**WORK INSTRUCTIONS**
Among the entries below, how many lines have the string "utility" in them? Only the number should be given.

═══ TASK INPUTS

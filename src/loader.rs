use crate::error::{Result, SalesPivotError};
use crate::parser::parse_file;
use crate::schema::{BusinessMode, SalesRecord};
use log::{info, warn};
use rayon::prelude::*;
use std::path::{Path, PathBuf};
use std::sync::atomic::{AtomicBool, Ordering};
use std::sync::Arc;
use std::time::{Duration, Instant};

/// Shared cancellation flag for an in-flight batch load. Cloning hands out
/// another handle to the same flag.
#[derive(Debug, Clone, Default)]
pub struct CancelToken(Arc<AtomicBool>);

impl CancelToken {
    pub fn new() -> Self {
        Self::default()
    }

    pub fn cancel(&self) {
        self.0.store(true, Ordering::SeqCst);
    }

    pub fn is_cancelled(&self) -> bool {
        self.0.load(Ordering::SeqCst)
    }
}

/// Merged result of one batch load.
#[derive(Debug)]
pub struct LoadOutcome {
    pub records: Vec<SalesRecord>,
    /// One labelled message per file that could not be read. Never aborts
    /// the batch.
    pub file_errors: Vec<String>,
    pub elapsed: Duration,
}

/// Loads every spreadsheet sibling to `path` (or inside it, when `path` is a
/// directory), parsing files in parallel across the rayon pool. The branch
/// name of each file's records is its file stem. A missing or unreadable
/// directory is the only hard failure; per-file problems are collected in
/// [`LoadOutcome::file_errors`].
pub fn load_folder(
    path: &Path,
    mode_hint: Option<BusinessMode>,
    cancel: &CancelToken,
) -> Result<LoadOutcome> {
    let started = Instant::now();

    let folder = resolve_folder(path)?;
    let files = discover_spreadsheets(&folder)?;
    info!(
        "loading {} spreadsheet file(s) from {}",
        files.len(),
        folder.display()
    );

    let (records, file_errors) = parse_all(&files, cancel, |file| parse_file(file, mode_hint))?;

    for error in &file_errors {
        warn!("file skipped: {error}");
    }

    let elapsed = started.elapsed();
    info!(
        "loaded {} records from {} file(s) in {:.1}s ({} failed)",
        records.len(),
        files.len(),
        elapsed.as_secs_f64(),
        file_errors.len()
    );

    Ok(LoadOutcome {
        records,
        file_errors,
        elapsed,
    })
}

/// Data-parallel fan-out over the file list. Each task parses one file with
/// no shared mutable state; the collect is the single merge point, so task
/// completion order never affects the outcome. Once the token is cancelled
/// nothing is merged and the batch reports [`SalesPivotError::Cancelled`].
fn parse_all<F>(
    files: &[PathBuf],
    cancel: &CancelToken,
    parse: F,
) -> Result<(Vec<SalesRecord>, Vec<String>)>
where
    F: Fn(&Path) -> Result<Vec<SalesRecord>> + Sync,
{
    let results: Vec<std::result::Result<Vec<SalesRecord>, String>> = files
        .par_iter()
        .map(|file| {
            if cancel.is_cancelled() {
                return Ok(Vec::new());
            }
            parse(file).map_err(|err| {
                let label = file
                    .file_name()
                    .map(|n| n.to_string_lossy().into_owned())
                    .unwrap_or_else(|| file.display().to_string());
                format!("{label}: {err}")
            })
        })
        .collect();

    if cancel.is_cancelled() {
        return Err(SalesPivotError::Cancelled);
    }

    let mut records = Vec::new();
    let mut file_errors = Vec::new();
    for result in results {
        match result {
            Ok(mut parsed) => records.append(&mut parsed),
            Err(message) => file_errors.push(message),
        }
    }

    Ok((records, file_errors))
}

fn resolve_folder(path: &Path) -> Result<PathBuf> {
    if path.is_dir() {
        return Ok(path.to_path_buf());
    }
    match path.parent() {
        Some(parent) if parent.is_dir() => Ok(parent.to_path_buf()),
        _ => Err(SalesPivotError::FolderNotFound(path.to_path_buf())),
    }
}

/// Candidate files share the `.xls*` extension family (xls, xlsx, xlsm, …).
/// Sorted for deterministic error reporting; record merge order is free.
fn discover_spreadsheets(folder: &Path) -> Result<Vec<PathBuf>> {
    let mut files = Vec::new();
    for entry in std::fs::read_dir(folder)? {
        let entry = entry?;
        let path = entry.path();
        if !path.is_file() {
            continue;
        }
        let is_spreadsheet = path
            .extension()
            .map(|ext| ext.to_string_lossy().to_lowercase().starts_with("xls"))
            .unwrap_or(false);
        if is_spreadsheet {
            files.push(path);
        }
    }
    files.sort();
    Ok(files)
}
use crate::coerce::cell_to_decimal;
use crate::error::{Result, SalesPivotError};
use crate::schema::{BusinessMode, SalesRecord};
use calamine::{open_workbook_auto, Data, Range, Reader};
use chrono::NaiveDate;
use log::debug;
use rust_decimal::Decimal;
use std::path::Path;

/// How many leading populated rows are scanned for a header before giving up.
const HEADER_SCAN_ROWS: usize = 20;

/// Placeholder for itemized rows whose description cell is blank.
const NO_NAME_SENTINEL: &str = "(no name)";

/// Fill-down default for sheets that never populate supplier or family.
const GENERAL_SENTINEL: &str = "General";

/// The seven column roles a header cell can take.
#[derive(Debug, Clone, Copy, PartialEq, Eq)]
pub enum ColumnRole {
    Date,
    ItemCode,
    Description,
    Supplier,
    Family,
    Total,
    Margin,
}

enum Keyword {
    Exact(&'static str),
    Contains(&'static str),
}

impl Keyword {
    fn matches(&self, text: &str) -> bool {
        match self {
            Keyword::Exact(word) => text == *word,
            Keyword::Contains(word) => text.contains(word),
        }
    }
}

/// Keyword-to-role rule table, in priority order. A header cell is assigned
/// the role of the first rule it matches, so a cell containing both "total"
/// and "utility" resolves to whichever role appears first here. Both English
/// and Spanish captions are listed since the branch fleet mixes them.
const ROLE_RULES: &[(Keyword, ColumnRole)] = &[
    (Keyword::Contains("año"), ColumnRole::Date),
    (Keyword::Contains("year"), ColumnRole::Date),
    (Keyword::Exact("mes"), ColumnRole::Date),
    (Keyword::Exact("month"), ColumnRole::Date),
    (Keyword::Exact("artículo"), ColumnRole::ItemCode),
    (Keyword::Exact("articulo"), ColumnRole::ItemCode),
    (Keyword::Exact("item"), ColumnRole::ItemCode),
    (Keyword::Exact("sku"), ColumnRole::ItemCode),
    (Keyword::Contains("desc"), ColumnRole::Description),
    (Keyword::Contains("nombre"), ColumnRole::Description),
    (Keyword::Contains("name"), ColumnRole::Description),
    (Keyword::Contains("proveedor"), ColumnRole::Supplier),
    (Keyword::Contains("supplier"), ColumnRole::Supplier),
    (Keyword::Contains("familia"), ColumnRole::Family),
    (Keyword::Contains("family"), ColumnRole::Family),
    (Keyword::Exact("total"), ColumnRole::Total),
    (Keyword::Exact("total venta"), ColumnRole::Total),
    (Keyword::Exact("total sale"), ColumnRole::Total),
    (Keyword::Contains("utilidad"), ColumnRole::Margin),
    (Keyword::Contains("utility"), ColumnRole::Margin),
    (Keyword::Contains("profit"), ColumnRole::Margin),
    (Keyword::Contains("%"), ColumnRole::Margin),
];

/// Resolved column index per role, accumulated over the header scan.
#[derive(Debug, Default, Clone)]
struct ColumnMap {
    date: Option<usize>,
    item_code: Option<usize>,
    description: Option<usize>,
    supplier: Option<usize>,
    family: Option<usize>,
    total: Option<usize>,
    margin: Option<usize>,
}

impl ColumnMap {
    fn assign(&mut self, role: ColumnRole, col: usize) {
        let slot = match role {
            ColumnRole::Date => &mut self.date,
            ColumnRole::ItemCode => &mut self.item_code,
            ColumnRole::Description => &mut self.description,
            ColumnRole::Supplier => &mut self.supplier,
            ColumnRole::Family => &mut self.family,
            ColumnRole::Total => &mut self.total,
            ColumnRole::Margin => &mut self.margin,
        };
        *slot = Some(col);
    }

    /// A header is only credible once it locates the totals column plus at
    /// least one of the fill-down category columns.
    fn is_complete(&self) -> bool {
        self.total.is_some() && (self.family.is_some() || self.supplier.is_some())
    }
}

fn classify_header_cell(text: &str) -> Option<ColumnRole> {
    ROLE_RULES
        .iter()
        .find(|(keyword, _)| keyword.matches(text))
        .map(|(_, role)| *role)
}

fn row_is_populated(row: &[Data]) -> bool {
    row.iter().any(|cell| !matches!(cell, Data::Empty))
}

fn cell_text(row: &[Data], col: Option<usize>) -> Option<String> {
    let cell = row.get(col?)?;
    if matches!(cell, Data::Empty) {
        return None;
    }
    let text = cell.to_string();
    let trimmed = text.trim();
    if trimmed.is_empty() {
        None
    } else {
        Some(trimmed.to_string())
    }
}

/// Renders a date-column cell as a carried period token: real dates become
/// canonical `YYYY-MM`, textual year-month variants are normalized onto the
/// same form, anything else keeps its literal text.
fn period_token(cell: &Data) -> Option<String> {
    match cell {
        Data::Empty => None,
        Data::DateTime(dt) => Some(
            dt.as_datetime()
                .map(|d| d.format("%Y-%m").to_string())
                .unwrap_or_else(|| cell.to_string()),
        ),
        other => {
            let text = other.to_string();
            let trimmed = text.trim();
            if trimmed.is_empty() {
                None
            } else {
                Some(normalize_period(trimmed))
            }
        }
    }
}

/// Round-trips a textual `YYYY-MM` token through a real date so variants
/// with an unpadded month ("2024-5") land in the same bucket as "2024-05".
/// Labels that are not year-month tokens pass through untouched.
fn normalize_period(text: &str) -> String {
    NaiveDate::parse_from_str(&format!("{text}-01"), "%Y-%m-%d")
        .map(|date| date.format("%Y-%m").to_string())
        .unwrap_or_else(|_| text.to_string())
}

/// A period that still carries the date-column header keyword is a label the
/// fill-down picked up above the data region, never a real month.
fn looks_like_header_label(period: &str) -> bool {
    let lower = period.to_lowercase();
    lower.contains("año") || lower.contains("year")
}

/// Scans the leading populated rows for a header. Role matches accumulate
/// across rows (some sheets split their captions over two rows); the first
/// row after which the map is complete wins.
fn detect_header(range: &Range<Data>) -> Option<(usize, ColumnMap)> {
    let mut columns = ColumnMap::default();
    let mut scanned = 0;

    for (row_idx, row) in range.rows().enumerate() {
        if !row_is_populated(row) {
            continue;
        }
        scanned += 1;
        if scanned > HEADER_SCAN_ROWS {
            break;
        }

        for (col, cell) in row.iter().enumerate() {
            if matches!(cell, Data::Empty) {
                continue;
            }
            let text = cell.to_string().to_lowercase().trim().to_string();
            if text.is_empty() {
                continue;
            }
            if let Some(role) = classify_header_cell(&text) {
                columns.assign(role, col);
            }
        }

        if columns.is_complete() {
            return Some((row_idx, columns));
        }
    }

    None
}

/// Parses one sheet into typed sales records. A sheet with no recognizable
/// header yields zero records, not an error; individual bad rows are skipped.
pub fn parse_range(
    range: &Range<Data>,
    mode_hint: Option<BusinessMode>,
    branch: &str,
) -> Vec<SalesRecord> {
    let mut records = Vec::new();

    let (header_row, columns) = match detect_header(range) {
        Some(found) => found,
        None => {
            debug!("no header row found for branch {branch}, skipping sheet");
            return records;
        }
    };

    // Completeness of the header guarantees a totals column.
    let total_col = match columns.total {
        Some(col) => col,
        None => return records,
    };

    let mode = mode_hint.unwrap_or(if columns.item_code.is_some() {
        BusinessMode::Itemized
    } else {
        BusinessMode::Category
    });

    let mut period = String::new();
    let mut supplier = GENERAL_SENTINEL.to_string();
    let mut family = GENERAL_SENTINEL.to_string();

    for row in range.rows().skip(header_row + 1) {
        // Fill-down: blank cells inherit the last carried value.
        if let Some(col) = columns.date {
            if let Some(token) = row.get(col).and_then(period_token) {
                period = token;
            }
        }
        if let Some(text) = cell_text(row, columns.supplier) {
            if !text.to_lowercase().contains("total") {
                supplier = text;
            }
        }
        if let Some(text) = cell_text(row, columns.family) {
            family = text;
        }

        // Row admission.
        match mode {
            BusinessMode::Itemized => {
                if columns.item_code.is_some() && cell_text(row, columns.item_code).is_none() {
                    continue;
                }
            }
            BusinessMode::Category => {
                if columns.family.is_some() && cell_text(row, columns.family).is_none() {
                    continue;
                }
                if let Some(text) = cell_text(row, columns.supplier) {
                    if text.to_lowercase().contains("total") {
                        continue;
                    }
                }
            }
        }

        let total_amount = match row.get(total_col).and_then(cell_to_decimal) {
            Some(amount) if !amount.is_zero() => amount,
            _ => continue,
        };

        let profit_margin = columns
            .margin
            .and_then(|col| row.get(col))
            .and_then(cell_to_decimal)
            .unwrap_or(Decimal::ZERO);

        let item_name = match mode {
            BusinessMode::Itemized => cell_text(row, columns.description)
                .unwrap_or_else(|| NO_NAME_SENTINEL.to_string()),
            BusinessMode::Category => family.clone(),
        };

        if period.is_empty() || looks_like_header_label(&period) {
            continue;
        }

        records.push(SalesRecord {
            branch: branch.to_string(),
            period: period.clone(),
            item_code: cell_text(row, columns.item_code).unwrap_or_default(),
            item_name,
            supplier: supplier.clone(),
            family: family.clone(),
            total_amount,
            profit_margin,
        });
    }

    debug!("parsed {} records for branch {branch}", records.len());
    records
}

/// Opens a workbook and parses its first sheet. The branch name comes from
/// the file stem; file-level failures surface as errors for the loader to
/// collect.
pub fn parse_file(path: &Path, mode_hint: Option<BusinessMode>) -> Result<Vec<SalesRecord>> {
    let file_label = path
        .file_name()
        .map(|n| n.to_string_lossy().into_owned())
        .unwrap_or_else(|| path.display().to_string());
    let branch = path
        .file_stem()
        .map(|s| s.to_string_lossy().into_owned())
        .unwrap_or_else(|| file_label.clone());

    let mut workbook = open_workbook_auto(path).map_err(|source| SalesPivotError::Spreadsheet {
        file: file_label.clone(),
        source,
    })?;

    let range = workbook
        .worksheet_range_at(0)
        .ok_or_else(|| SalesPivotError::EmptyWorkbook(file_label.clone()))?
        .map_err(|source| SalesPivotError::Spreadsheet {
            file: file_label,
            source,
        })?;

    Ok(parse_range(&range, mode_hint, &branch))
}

══════

**SOLUTION FOR THIS TASK**
2